» **Instructions to follow**: Identify every line in the records below that contains the word "forwarded", and copy each of those lines.

» **Data supplied**:
+++++

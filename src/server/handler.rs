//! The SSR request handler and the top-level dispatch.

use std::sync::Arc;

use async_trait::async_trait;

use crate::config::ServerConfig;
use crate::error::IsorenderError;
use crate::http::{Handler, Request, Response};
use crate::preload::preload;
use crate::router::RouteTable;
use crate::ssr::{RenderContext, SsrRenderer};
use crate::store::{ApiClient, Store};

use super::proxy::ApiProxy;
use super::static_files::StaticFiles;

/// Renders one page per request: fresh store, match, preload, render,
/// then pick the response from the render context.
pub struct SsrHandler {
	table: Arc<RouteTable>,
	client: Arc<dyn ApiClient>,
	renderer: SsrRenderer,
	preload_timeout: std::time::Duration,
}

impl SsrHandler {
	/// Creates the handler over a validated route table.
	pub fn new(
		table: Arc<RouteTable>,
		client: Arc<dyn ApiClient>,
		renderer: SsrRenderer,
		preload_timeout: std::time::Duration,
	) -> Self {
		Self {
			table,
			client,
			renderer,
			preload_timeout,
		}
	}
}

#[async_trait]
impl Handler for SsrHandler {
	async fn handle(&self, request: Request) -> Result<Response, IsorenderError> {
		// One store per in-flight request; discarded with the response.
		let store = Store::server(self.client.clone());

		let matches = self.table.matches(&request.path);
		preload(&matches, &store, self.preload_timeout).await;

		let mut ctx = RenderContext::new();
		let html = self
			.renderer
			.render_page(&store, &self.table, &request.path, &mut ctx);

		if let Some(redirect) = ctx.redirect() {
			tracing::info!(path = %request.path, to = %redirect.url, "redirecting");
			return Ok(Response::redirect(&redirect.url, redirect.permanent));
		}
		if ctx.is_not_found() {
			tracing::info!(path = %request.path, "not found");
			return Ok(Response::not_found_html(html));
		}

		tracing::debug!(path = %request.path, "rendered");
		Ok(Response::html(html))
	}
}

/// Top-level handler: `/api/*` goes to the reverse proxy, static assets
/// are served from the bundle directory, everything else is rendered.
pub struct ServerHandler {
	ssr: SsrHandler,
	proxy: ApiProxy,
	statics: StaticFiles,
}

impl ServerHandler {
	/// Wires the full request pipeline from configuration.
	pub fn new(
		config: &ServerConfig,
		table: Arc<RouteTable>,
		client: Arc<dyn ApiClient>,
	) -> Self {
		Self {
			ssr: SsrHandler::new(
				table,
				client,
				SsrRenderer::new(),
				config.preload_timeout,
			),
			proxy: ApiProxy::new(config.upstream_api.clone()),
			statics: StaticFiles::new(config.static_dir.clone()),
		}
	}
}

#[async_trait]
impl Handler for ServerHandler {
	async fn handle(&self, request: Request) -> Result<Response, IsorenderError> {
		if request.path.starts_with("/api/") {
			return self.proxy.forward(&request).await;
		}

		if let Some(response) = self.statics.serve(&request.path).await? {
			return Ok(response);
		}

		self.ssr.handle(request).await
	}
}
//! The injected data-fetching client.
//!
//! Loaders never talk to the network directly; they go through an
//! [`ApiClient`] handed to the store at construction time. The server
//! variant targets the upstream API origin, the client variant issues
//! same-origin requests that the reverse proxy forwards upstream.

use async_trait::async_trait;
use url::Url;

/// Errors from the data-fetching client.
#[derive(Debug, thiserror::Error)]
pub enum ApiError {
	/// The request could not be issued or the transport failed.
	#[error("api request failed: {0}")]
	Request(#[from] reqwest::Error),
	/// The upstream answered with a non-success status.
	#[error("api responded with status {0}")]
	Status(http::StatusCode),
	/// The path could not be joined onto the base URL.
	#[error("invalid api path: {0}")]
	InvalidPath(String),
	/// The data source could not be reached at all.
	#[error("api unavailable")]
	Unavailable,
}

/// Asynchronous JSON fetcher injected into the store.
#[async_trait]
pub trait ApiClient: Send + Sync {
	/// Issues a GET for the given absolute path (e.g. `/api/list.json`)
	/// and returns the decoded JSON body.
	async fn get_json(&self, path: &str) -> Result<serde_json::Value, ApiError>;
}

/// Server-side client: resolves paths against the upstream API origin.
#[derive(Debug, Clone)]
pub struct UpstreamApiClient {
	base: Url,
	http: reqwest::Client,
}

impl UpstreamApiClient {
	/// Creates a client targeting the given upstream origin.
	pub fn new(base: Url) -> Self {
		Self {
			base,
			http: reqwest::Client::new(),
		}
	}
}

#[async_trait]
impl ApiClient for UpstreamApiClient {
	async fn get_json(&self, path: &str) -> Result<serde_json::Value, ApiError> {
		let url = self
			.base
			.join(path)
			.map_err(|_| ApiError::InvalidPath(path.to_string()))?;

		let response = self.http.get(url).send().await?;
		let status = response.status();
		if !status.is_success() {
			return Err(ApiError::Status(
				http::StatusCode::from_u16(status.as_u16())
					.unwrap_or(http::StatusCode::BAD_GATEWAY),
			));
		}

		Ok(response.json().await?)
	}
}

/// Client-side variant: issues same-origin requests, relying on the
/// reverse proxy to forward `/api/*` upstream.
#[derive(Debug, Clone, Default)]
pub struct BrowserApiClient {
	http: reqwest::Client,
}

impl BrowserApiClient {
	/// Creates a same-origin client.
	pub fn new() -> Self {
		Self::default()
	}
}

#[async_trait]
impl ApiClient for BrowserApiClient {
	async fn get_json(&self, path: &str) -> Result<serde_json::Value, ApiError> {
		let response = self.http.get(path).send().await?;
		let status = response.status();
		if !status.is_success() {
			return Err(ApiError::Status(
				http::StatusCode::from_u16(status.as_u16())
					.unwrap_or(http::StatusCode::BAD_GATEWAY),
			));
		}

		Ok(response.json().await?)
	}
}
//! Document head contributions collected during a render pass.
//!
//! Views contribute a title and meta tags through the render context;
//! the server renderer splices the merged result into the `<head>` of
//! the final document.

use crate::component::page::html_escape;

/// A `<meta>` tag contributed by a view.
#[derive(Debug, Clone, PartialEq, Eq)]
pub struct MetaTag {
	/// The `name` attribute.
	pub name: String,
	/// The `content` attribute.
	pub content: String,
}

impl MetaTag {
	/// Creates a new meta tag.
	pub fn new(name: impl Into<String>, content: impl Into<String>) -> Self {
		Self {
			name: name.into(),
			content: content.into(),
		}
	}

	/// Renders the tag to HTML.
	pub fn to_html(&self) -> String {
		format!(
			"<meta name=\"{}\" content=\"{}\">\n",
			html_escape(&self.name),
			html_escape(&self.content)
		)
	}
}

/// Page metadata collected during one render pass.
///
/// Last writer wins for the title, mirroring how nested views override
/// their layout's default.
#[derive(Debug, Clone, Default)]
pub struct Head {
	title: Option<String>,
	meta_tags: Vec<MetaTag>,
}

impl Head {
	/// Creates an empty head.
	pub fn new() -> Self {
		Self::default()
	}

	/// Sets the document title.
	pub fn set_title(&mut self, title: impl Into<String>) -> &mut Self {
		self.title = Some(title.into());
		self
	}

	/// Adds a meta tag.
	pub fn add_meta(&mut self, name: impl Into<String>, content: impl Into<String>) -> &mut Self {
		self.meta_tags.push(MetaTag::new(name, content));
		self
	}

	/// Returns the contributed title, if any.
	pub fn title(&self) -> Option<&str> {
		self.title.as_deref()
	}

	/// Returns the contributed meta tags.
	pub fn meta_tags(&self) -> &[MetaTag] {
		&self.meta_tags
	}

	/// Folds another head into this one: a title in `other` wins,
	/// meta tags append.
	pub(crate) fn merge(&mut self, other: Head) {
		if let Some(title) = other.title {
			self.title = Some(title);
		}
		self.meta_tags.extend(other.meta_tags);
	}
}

+++++

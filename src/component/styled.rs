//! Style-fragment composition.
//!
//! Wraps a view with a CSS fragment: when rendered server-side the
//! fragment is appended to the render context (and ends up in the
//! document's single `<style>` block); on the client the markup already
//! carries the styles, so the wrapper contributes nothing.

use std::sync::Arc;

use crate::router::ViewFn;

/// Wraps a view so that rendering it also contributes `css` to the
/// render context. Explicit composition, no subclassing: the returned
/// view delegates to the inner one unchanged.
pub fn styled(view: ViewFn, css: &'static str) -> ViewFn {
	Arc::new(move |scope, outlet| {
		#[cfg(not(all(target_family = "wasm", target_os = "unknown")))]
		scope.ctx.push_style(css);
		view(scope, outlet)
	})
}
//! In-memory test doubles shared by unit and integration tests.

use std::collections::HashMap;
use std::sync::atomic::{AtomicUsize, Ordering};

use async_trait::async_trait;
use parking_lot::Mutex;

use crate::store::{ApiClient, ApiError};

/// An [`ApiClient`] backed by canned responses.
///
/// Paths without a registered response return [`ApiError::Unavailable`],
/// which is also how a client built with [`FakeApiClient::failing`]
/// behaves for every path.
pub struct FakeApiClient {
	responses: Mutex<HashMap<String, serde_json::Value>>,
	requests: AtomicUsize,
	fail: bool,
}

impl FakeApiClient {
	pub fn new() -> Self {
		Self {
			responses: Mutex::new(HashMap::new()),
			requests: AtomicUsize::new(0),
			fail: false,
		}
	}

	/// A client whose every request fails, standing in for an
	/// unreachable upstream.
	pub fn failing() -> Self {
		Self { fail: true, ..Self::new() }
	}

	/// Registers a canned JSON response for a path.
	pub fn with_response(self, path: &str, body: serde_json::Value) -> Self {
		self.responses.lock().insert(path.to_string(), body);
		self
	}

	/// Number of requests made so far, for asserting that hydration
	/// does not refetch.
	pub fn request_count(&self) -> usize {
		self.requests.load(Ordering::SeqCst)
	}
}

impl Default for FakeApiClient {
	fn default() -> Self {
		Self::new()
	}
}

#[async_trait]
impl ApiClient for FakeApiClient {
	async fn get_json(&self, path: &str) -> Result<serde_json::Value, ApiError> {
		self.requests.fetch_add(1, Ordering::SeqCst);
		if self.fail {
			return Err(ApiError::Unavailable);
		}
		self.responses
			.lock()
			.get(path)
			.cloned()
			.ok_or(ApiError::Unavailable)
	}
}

+++++

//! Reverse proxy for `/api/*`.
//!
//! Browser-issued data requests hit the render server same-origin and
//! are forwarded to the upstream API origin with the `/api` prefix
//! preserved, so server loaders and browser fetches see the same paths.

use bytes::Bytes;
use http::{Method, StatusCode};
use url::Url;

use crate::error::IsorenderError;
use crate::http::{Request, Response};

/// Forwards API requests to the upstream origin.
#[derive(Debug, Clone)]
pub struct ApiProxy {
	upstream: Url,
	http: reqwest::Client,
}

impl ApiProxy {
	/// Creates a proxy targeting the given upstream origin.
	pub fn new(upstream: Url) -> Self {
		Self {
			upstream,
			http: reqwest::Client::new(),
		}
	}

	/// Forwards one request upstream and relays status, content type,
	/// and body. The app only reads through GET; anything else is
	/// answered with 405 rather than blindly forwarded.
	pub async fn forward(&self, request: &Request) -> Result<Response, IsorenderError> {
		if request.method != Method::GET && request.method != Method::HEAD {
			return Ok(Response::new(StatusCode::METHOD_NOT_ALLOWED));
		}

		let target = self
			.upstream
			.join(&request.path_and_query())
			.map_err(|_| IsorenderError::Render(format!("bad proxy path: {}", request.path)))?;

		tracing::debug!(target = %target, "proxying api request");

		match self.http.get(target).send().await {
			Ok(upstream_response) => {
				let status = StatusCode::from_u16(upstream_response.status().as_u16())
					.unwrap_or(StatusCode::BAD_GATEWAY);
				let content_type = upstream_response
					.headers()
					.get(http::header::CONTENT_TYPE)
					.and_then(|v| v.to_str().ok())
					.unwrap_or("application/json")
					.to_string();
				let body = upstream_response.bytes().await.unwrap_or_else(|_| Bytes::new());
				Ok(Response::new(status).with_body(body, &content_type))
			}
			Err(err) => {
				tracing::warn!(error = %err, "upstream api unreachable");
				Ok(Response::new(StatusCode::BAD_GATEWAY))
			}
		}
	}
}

+++++

» **Expected answer**:
//! are forwarded to the upstream API origin with the `/api` prefix
	/// answered with 405 rather than blindly forwarded.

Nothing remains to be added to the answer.